For long-term care facilities to embody the meaning of home, the solution may be to mimic multifamily residences and life in the community. A novel example of innovative long-term care design is the “dementia village,” a fictional town and controlled environment where people living with dementia can believe life is business as usual. The main streets are not real, the bus stops are fake. “Nobody has any money, but residents pretend they are shopping for dinner,” says Adams. “It’s a completely fake place, and I’m quite critical of it, because it uses architecture to fool people,” says Adams, “but as others point out, it’s the best thing we have, because it means people can go outside.” Quebec’s residential and long-term centres for elderly people (known as CHSLDs), meanwhile, resemble a cross between a hotel and hospital environment where people are isolated in their rooms except when grouped together under supervision for meals and activities.

In the Northwest Territories, nursing homes have rooms for out-of-town families to sleep in. Clarke proposes building camps for elders that recreate life on the land. Clarke, who is from the Treaty 8 Akaitcho Territory Łútsël K’é Dene First Nation, says patients living with dementia in the territory survived residential schools. Architects and policymakers need to be sensitive to the way facilities often resemble these schools. “If it looks like a residential school, somebody who has those memories with dementia—it could perpetuate their trauma,” he says. “Sometimes people who try to leave the facilities aren’t cognitively able to take care of themselves,” he says.

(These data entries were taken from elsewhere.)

// src/lib.rs

pub mod handlers;
pub mod models;
pub mod routes;
pub mod services;
pub mod state;

pub type BoxError = Box<dyn std::error::Error + Send + Sync>;
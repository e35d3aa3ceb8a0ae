// src/state.rs
use log::{info, warn};

use crate::models::SearchHit;
use crate::services::cache::{TtlCache, MACRO_TTL, MARKET_TTL};
use crate::services::frame::TimeSeriesTable;
use crate::services::fred::FredClient;
use crate::services::valuation::ValuationBatch;
use crate::services::yahoo::YahooClient;

/// Everything the handlers share: the provider clients and one TTL cache
/// per data category (macro daily, market data hourly).
pub struct AppState {
    pub fred: Option<FredClient>,
    pub yahoo: YahooClient,
    pub macro_cache: TtlCache<String, TimeSeriesTable>,
    pub price_cache: TtlCache<Vec<String>, TimeSeriesTable>,
    pub valuation_cache: TtlCache<Vec<String>, ValuationBatch>,
    pub search_cache: TtlCache<String, Vec<SearchHit>>,
}

impl AppState {
    pub fn from_env() -> Self {
        let fred = FredClient::from_env();
        match fred {
            Some(_) => info!("FRED credential found"),
            None => warn!("FRED_API_KEY not set; macro endpoints will serve empty data"),
        }

        AppState {
            fred,
            yahoo: YahooClient::new(),
            macro_cache: TtlCache::new(MACRO_TTL),
            price_cache: TtlCache::new(MARKET_TTL),
            valuation_cache: TtlCache::new(MARKET_TTL),
            search_cache: TtlCache::new(MARKET_TTL),
        }
    }
}
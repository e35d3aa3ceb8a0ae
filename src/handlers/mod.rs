// src/handlers/mod.rs
pub mod equities;
pub mod error;
pub mod macro_risk;
pub mod search;
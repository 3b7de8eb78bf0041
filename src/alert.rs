use std::sync::Arc;
use std::time::Duration;

use anyhow::{anyhow, Context, Result};
use chrono::Utc;
use serde_json::json;
use tracing::{error, info, warn};

use crate::aggregate::{node_cpu_percent_query, node_memory_percent_query};
use crate::prometheus::PrometheusClient;
use crate::state::AppState;
use crate::types::Config;

#[derive(Debug, Clone, Copy, PartialEq, Eq)]
pub enum AlertLevel {
    Warning,
    Critical,
}

impl AlertLevel {
    fn label(self) -> &'static str {
        match self {
            AlertLevel::Warning => "WARNING",
            AlertLevel::Critical => "CRITICAL",
        }
    }

    fn color(self) -> &'static str {
        match self {
            AlertLevel::Warning => "warning",
            AlertLevel::Critical => "danger",
        }
    }
}

/// One threshold breach found during a sweep.
#[derive(Debug, Clone, PartialEq)]
pub struct Alert {
    pub metric: &'static str,
    pub level: AlertLevel,
    pub value: f64,
    pub threshold: f64,
    pub unit: &'static str,
}

/// Cluster-wide readings for one sweep. A metric that could not be
/// collected stays `None` and is skipped by `evaluate`.
#[derive(Debug, Clone, Default)]
pub struct Readings {
    pub cpu_percent: Option<f64>,
    pub memory_percent: Option<f64>,
    pub error_rate_percent: Option<f64>,
    pub latency_p95_ms: Option<f64>,
}

pub(crate) fn error_rate_percent_query() -> String {
    "sum(rate(istio_requests_total{response_code=~\"5..\"}[5m])) \
     / sum(rate(istio_requests_total[5m])) * 100"
        .to_string()
}

pub(crate) fn latency_p95_ms_query() -> String {
    "histogram_quantile(0.95, \
     sum(rate(istio_request_duration_milliseconds_bucket[5m])) by (le))"
        .to_string()
}

/// Critical takes precedence over warning for the same metric.
pub fn evaluate(cfg: &Config, readings: &Readings) -> Vec<Alert> {
    let mut alerts = Vec::new();
    let mut check = |metric, unit, value: Option<f64>, warning, critical| {
        let Some(value) = value else { return };
        if value > critical {
            alerts.push(Alert { metric, level: AlertLevel::Critical, value, threshold: critical, unit });
        } else if value > warning {
            alerts.push(Alert { metric, level: AlertLevel::Warning, value, threshold: warning, unit });
        }
    };

    check(
        "CPU 사용률",
        "%",
        readings.cpu_percent,
        cfg.cpu_warning_percent,
        cfg.cpu_critical_percent,
    );
    check(
        "메모리 사용률",
        "%",
        readings.memory_percent,
        cfg.memory_warning_percent,
        cfg.memory_critical_percent,
    );
    check(
        "5xx 에러율",
        "%",
        readings.error_rate_percent,
        cfg.error_rate_warning_percent,
        cfg.error_rate_critical_percent,
    );
    check(
        "P95 응답시간",
        "ms",
        readings.latency_p95_ms,
        cfg.latency_warning_ms,
        cfg.latency_critical_ms,
    );
    alerts
}

/// Slack incoming-webhook message for one breach.
pub fn webhook_payload(alert: &Alert) -> serde_json::Value {
    json!({
        "attachments": [{
            "color": alert.level.color(),
            "title": format!("[{}] 인프라 모니터링 알람", alert.level.label()),
            "fields": [
                {
                    "title": "발생 시간",
                    "value": Utc::now().to_rfc3339(),
                    "short": true,
                },
                {
                    "title": "메트릭",
                    "value": format!(
                        "{}: {:.1}{} (임계치: {:.1}{})",
                        alert.metric, alert.value, alert.unit, alert.threshold, alert.unit
                    ),
                    "short": false,
                },
            ],
            "footer": "인프라 모니터링",
            "ts": Utc::now().timestamp(),
        }]
    })
}

pub async fn send_alerts(
    http: &reqwest::Client,
    webhook_url: &str,
    alerts: &[Alert],
) -> Result<()> {
    for alert in alerts {
        let response = http
            .post(webhook_url)
            .json(&webhook_payload(alert))
            .send()
            .await
            .context("Failed to send Slack alert")?;

        let status = response.status();
        if !status.is_success() {
            return Err(anyhow!("Slack webhook returned status {}", status));
        }
        info!("Slack alert sent: {} - {}", alert.level.label(), alert.metric);
    }
    Ok(())
}

/// One sweep of cluster-wide readings. Each metric is collected
/// independently; a failed query leaves its reading `None`.
pub async fn collect_readings(prom: &PrometheusClient) -> Readings {
    let memory_query = format!("avg({})", node_memory_percent_query(None));
    let cpu_query = node_cpu_percent_query(None);
    let error_rate_query = error_rate_percent_query();
    let latency_query = latency_p95_ms_query();
    let (cpu, memory, error_rate, latency) = tokio::join!(
        prom.query(&cpu_query),
        prom.query(&memory_query),
        prom.query(&error_rate_query),
        prom.query(&latency_query),
    );

    Readings {
        cpu_percent: first_scalar(cpu),
        memory_percent: first_scalar(memory),
        error_rate_percent: first_scalar(error_rate),
        latency_p95_ms: first_scalar(latency),
    }
}

fn first_scalar(results: Result<Vec<crate::prometheus::PromResult>>) -> Option<f64> {
    match results {
        Ok(results) => results.first().map(|r| r.scalar()),
        Err(e) => {
            warn!("Alert metric query failed: {:#}", e);
            None
        }
    }
}

/// Periodic threshold watcher. Does nothing when no webhook is configured.
pub async fn run_watcher(state: Arc<AppState>) {
    let Some(webhook_url) = state.cfg.slack_webhook_url.clone() else {
        warn!("SLACK_WEBHOOK_URL not configured, skipping threshold alerts");
        return;
    };

    let mut ticker = tokio::time::interval(Duration::from_secs(state.cfg.alert_interval_secs));
    ticker.set_missed_tick_behavior(tokio::time::MissedTickBehavior::Skip);
    loop {
        ticker.tick().await;
        let readings = collect_readings(&state.prom).await;
        let alerts = evaluate(&state.cfg, &readings);
        if alerts.is_empty() {
            continue;
        }
        if let Err(e) = send_alerts(&state.http, &webhook_url, &alerts).await {
            error!("Failed to deliver threshold alerts: {:#}", e);
        }
    }
}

A camp for dementia patients, with teepees, cabins and smokehouse to dry meat and fish could create the experience of living off the land, while still being fenced in by raspberry bushes and monitored by healthcare workers. These sites can also be places of cultural knowledge sharing between older and younger generations. Clarke’s research to build these facilities, and other architecture that incorporates Indigenous medicines and healing practices, will continue through his PhD studies over the next four years. During this time, he hopes to work with elders and Indigenous doctors around the world to build new wellness centres in a post-pandemic world.

Adams is optimistic that COVID-19 is eye-opening for architects. “I’m hoping the architectural profession will become more caring, and I hope I can contribute to that.”